Dam1029
(Dam1029)
1
为提高效率,提问时请提供以下信息,问题描述清晰可优先响应。
- 【TiDB 版本】:V3.0.5
- 【问题描述】:tidb上线后,大批量查询卡住,被迫回滚
我们尝试将tidb作为hive metastore的元数据库,今天下午进行产线环境的正式上线,但是上线后不久,许多hive、spark任务失败,报错是无法连接到hive metastore或者连接超时,由于出错任务较多、影响范围较大,后来执行了回滚操作。 我们的机型是16C64G,tidb的内存和tikv的cpu消耗的比较多,以下是tidb的一些监控图,请大佬帮忙排查以下原因,以及改进措施。
请提供一下机器配置,部署结构,以及出错误时间段的错误日志
Dam1029
(Dam1029)
3
一、机型与部署
- 共使用6台机器,其中3台机器混合部署TiDB和PD,另外3台部署TiKV。
- TiDB机器机型为阿里云G6, 配置为:16C64G,万兆网卡,500G SSD云盘
- TiKV机器机型为阿里云I2G, 配置为:16C64G,万兆网卡,1788G 本地SSD盘
二、时间段
TiDB正式上线时间段为12月24日14:00~15:00,上线后不久查询hang住,15:00左右执行了回滚操作,所有查询断开了与tidb的连接。
三、日志
tikv.log (676.2 KB)
pd.log (884.1 KB)
tidb.log太大了,怎么上传?
从监控来看发现,TiKV 的 CPU 占用比较高,你们有跑复杂的查询吗?
能提供一下这个时间段的慢查询吗?
只需要提供错误信息就可以
Dam1029
(Dam1029)
5
1、tidb.log中并没有[ERROR]日志,有几个error关键字,应该是回滚的时候断开连接产生的。

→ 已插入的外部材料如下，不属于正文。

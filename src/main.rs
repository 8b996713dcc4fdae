use std::path::PathBuf;

use anyhow::Result;
use clap::Parser;
use tokio_util::sync::CancellationToken;
use tracing_subscriber::{layer::SubscriberExt, util::SubscriberInitExt};

use traintrack::engine::{EngineConfig, Notifier, TrackingEngine};
use traintrack::tail::{TailConfig, Tailer};
use traintrack::types::Report;

#[derive(Parser, Debug)]
#[command(name = "traintrack")]
#[command(about = "Monitor a train movement log and reconstruct route state")]
struct Args {
    /// Path to the live log file to tail
    live: PathBuf,

    /// Optional history journal enabling resumable restarts
    history: Option<PathBuf>,
}

/// Surfaces severe delays in the log output. A desktop notification
/// transport can replace this without touching the engine.
struct LogNotifier;

impl Notifier for LogNotifier {
    fn notify(&mut self, report: &Report) {
        tracing::warn!(
            train = %report.train,
            location = %report.location,
            delay_secs = report.delay_secs,
            "severe delay"
        );
    }
}

#[tokio::main(flavor = "current_thread")]
async fn main() -> Result<()> {
    tracing_subscriber::registry()
        .with(
            tracing_subscriber::EnvFilter::try_from_default_env()
                .unwrap_or_else(|_| "traintrack=info".into()),
        )
        .with(tracing_subscriber::fmt::layer())
        .init();

    let args = Args::parse();

    let mut engine = TrackingEngine::new(EngineConfig::default());
    let mut notifier = LogNotifier;
    let tailer = Tailer::open(
        &args.live,
        args.history.as_deref(),
        TailConfig::from_env(),
        &mut engine,
    )?;

    let shutdown = CancellationToken::new();
    let trigger = shutdown.clone();
    tokio::spawn(async move {
        if let Err(err) = tokio::signal::ctrl_c().await {
            tracing::error!(%err, "failed to listen for ctrl-c");
            return;
        }
        trigger.cancel();
    });

    tailer.run(&mut engine, &mut notifier, shutdown).await?;

    let counters = engine.counters();
    tracing::info!(
        lines = counters.lines,
        arrivals = counters.arrivals,
        routes_closed = counters.routes_closed,
        "tailer stopped"
    );
    Ok(())
}
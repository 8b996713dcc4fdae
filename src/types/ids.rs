//! Newtype wrappers for domain identifiers.
//!
//! These types prevent accidental mixing of different ID kinds (e.g., using a
//! ContractId where a TrainId is expected) and make the code more
//! self-documenting.

use serde::{Deserialize, Serialize};
use std::fmt;

/// A train identifier as it appears in the log, e.g. `A123` or `Reg1024`.
///
/// One id names one physical run. The alphabetic prefix is the route family
/// and the digits group trains onto a contract; see
/// [`contract_key`](crate::parse::contract_key) for the derivation.
#[derive(Debug, Clone, PartialEq, Eq, Hash, PartialOrd, Ord, Serialize, Deserialize)]
#[serde(transparent)]
pub struct TrainId(pub String);

impl TrainId {
    pub fn new(s: impl Into<String>) -> Self {
        TrainId(s.into())
    }

    pub fn as_str(&self) -> &str {
        &self.0
    }
}

impl fmt::Display for TrainId {
    fn fmt(&self, f: &mut fmt::Formatter<'_>) -> fmt::Result {
        write!(f, "{}", self.0)
    }
}

impl From<String> for TrainId {
    fn from(s: String) -> Self {
        TrainId(s)
    }
}

impl From<&str> for TrainId {
    fn from(s: &str) -> Self {
        TrainId(s.to_string())
    }
}

/// The grouping key shared by all trains running the same route.
///
/// Usually the 3-digit suffix of the train id (`A123` → `123`); the `Reg`
/// family carries one extra disambiguating character (`Reg1024` → `1024`).
#[derive(Debug, Clone, PartialEq, Eq, Hash, PartialOrd, Ord, Serialize, Deserialize)]
#[serde(transparent)]
pub struct ContractId(pub String);

impl ContractId {
    pub fn new(s: impl Into<String>) -> Self {
        ContractId(s.into())
    }

    pub fn as_str(&self) -> &str {
        &self.0
    }
}

impl fmt::Display for ContractId {
    fn fmt(&self, f: &mut fmt::Formatter<'_>) -> fmt::Result {
        write!(f, "{}", self.0)
    }
}

impl From<String> for ContractId {
    fn from(s: String) -> Self {
        ContractId(s)
    }
}

impl From<&str> for ContractId {
    fn from(s: &str) -> Self {
        ContractId(s.to_string())
    }
}

/// The route family token, i.e. the alphabetic prefix of a train id.
#[derive(Debug, Clone, PartialEq, Eq, Hash, Serialize, Deserialize)]
#[serde(transparent)]
pub struct ContractType(pub String);

impl ContractType {
    pub fn new(s: impl Into<String>) -> Self {
        ContractType(s.into())
    }

    pub fn as_str(&self) -> &str {
        &self.0
    }
}

impl fmt::Display for ContractType {
    fn fmt(&self, f: &mut fmt::Formatter<'_>) -> fmt::Result {
        write!(f, "{}", self.0)
    }
}

impl From<&str> for ContractType {
    fn from(s: &str) -> Self {
        ContractType(s.to_string())
    }
}
//! The stop and report value types shared across the engine.
//!
//! A [`Stop`] is one entry in a train's history; a [`Report`] is the
//! `(train, location, delay)` triple that flows through the dedup window,
//! the aggregate indices, and the notification sink. Both are plain data:
//! all interpretation happens in the model and engine layers.

use serde::{Deserialize, Serialize};

use crate::types::TrainId;

/// Delay value marking a stop that was reconstructed from an established
/// route rather than reported by the train itself.
///
/// Only `Train::replace_route` writes this value. The duration parser can
/// never produce it (parsed delays are bounded by the `HH:MM:SS` fields),
/// so backfilled stops are always distinguishable from real reports.
pub const BACKFILL_DELAY: i64 = i64::MIN;

/// One entry in a train's stop history.
///
/// `delay_secs` is the schedule deviation at that location: positive = late,
/// negative = early.
#[derive(Debug, Clone, PartialEq, Eq, Hash, Serialize, Deserialize)]
pub struct Stop {
    pub location: String,
    pub delay_secs: i64,
}

impl Stop {
    pub fn new(location: impl Into<String>, delay_secs: i64) -> Self {
        Stop {
            location: location.into(),
            delay_secs,
        }
    }

    /// True if this stop was written by route backfill, not a log line.
    pub fn is_backfilled(&self) -> bool {
        self.delay_secs == BACKFILL_DELAY
    }
}

/// A single train movement report: which train, where, how far off schedule.
#[derive(Debug, Clone, PartialEq, Eq, Hash, Serialize, Deserialize)]
pub struct Report {
    pub train: TrainId,
    pub location: String,
    pub delay_secs: i64,
}

impl Report {
    pub fn new(train: impl Into<TrainId>, location: impl Into<String>, delay_secs: i64) -> Self {
        Report {
            train: train.into(),
            location: location.into(),
            delay_secs,
        }
    }
}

tidb_1224_error.log (2.2 KB)
2、慢查询日志也很大,大概90多MB,慢查询阀值使用的默认配置,我截取了一部分tidb_slow_query_part.log (171.0 KB)
Dam1029
(Dam1029)
6
大佬,看出来一些线索了吗? 我们后来回滚到了阿里的RDS上了,之前是考虑RDS查询时间慢、单表条数过亿所以尝试使用TiDB的。RDS的机器配置是32C128G独享型,以下是RDS当前的运行指标。
目前来看瓶颈在 TiKV 的 CPU 上,但从慢查询日志的内空来看,产生慢查询的语句都不是特别复杂
TiKV 的配置能提供一下吗
Dam1029
(Dam1029)
8
TiKV机器机型为阿里云I2G, 配置为:16C64G,万兆网卡,1788G 本地SSD盘, 还需要其他什么参数配置吗? 我看到tikv.log里面有不少ERROR信息.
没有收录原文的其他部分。